ASSIGNMENT:
Return all the entries below exactly as they were given.

(Collected data)
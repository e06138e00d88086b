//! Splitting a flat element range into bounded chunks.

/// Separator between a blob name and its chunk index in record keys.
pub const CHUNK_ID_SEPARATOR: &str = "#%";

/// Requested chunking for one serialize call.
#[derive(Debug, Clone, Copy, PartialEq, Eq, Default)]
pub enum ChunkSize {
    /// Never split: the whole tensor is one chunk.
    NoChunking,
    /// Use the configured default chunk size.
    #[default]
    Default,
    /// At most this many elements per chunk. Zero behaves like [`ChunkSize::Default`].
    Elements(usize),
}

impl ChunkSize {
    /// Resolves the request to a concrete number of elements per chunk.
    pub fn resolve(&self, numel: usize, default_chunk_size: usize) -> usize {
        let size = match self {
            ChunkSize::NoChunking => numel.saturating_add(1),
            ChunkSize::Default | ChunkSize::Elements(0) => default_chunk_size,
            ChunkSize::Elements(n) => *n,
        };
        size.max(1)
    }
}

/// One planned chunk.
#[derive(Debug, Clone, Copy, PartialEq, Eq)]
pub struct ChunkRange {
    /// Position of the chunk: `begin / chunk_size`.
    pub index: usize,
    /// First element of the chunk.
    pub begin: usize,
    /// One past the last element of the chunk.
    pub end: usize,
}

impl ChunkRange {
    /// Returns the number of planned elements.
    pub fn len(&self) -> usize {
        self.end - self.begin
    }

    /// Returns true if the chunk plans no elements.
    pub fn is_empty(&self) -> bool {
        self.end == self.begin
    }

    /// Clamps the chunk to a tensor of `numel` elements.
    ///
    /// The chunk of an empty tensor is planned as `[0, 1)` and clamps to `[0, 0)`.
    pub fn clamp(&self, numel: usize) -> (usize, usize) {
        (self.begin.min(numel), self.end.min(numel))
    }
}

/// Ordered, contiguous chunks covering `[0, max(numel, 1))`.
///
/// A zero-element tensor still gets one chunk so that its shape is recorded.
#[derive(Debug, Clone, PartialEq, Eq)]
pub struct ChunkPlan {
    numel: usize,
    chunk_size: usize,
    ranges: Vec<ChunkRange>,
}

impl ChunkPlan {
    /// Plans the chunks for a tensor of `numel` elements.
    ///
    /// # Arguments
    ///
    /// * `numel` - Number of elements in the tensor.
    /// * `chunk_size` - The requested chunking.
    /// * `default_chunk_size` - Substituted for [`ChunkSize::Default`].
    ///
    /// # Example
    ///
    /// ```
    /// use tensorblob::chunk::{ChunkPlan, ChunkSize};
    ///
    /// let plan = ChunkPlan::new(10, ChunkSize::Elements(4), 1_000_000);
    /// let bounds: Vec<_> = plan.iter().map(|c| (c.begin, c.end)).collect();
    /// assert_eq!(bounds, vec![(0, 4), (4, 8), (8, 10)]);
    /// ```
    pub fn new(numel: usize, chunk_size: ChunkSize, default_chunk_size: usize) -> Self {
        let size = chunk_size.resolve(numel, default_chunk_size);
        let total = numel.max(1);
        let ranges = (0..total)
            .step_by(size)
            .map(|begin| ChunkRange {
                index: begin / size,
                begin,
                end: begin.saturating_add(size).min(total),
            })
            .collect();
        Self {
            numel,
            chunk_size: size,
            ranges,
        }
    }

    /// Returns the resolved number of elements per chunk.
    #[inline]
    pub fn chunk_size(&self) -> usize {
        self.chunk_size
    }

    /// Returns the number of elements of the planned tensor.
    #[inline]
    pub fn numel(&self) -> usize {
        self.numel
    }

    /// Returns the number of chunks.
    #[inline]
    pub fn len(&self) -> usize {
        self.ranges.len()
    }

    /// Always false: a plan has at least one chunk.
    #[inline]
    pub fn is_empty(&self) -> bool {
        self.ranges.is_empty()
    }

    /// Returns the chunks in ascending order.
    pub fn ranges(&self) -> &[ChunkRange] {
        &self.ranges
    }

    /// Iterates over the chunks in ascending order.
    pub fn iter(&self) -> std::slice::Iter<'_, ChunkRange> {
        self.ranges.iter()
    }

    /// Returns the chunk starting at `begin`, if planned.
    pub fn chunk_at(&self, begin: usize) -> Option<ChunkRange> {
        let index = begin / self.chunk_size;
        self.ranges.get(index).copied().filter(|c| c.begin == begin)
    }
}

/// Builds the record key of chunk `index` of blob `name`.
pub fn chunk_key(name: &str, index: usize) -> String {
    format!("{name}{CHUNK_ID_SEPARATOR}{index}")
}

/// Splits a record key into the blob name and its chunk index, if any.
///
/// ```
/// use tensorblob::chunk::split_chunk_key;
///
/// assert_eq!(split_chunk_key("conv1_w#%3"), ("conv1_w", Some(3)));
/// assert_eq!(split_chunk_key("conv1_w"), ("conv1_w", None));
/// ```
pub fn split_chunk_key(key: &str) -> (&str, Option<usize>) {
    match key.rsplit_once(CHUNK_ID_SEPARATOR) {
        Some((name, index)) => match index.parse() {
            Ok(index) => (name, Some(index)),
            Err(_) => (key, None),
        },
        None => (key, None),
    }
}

RESPONSE AREA:
repository e06138e00d88086b
//! Splitting a flat element range into bounded chunks.

/// Separator between a blob name and its chunk index in record keys.
pub const CHUNK_ID_SEPARATOR: &str = "#%";

/// Requested chunking for one serialize call.
#[derive(Debug, Clone, Copy, PartialEq, Eq, Default)]
pub enum ChunkSize {
    /// Never split: the whole tensor is one chunk.
    NoChunking,
    /// Use the configured default chunk size.
    #[default]
    Default,
    /// At most this many elements per chunk. Zero behaves like [`ChunkSize::Default`].
    Elements(usize),
}

impl ChunkSize {
    /// Resolves the request to a concrete number of elements per chunk.
    pub fn resolve(&self, numel: usize, default_chunk_size: usize) -> usize {
        let size = match self {
            ChunkSize::NoChunking => numel.saturating_add(1),
            ChunkSize::Default | ChunkSize::Elements(0) => default_chunk_size,
            ChunkSize::Elements(n) => *n,
        };
        size.max(1)
    }
}

/// One planned chunk.
#[derive(Debug, Clone, Copy, PartialEq, Eq)]
pub struct ChunkRange {
    /// Position of the chunk: `begin / chunk_size`.
    pub index: usize,
    /// First element of the chunk.
    pub begin: usize,
    /// One past the last element of the chunk.
    pub end: usize,
}

impl ChunkRange {
    /// Returns the number of planned elements.
    pub fn len(&self) -> usize {
        self.end - self.begin
    }

    /// Returns true if the chunk plans no elements.
    pub fn is_empty(&self) -> bool {
        self.end == self.begin
    }

    /// Clamps the chunk to a tensor of `numel` elements.
    ///
    /// The chunk of an empty tensor is planned as `[0, 1)` and clamps to `[0, 0)`.
    pub fn clamp(&self, numel: usize) -> (usize, usize) {
        (self.begin.min(numel), self.end.min(numel))
    }
}

/// Ordered, contiguous chunks covering `[0, max(numel, 1))`.
///
/// A zero-element tensor still gets one chunk so that its shape is recorded.
#[derive(Debug, Clone, PartialEq, Eq)]
pub struct ChunkPlan {
    numel: usize,
    chunk_size: usize,
    ranges: Vec<ChunkRange>,
}

impl ChunkPlan {
    /// Plans the chunks for a tensor of `numel` elements.
    ///
    /// # Arguments
    ///
    /// * `numel` - Number of elements in the tensor.
    /// * `chunk_size` - The requested chunking.
    /// * `default_chunk_size` - Substituted for [`ChunkSize::Default`].
    ///
    /// # Example
    ///
    /// ```
    /// use tensorblob::chunk::{ChunkPlan, ChunkSize};
    ///
    /// let plan = ChunkPlan::new(10, ChunkSize::Elements(4), 1_000_000);
    /// let bounds: Vec<_> = plan.iter().map(|c| (c.begin, c.end)).collect();
    /// assert_eq!(bounds, vec![(0, 4), (4, 8), (8, 10)]);
    /// ```
    pub fn new(numel: usize, chunk_size: ChunkSize, default_chunk_size: usize) -> Self {
        let size = chunk_size.resolve(numel, default_chunk_size);
        let total = numel.max(1);
        let ranges = (0..total)
            .step_by(size)
            .map(|begin| ChunkRange {
                index: begin / size,
                begin,
                end: begin.saturating_add(size).min(total),
            })
            .collect();
        Self {
            numel,
            chunk_size: size,
            ranges,
        }
    }

    /// Returns the resolved number of elements per chunk.
    #[inline]
    pub fn chunk_size(&self) -> usize {
        self.chunk_size
    }

    /// Returns the number of elements of the planned tensor.
    #[inline]
    pub fn numel(&self) -> usize {
        self.numel
    }

    /// Returns the number of chunks.
    #[inline]
    pub fn len(&self) -> usize {
        self.ranges.len()
    }

    /// Always false: a plan has at least one chunk.
    #[inline]
    pub fn is_empty(&self) -> bool {
        self.ranges.is_empty()
    }

    /// Returns the chunks in ascending order.
    pub fn ranges(&self) -> &[ChunkRange] {
        &self.ranges
    }

    /// Iterates over the chunks in ascending order.
    pub fn iter(&self) -> std::slice::Iter<'_, ChunkRange> {
        self.ranges.iter()
    }

    /// Returns the chunk starting at `begin`, if planned.
    pub fn chunk_at(&self, begin: usize) -> Option<ChunkRange> {
        let index = begin / self.chunk_size;
        self.ranges.get(index).copied().filter(|c| c.begin == begin)
    }
}

/// Builds the record key of chunk `index` of blob `name`.
pub fn chunk_key(name: &str, index: usize) -> String {
    format!("{name}{CHUNK_ID_SEPARATOR}{index}")
}

/// Splits a record key into the blob name and its chunk index, if any.
///
/// ```
/// use tensorblob::chunk::split_chunk_key;
///
/// assert_eq!(split_chunk_key("conv1_w#%3"), ("conv1_w", Some(3)));
/// assert_eq!(split_chunk_key("conv1_w"), ("conv1_w", None));
/// ```
pub fn split_chunk_key(key: &str) -> (&str, Option<usize>) {
    match key.rsplit_once(CHUNK_ID_SEPARATOR) {
        Some((name, index)) => match index.parse() {
            Ok(index) => (name, Some(index)),
            Err(_) => (key, None),
        },
        None => (key, None),
    }
}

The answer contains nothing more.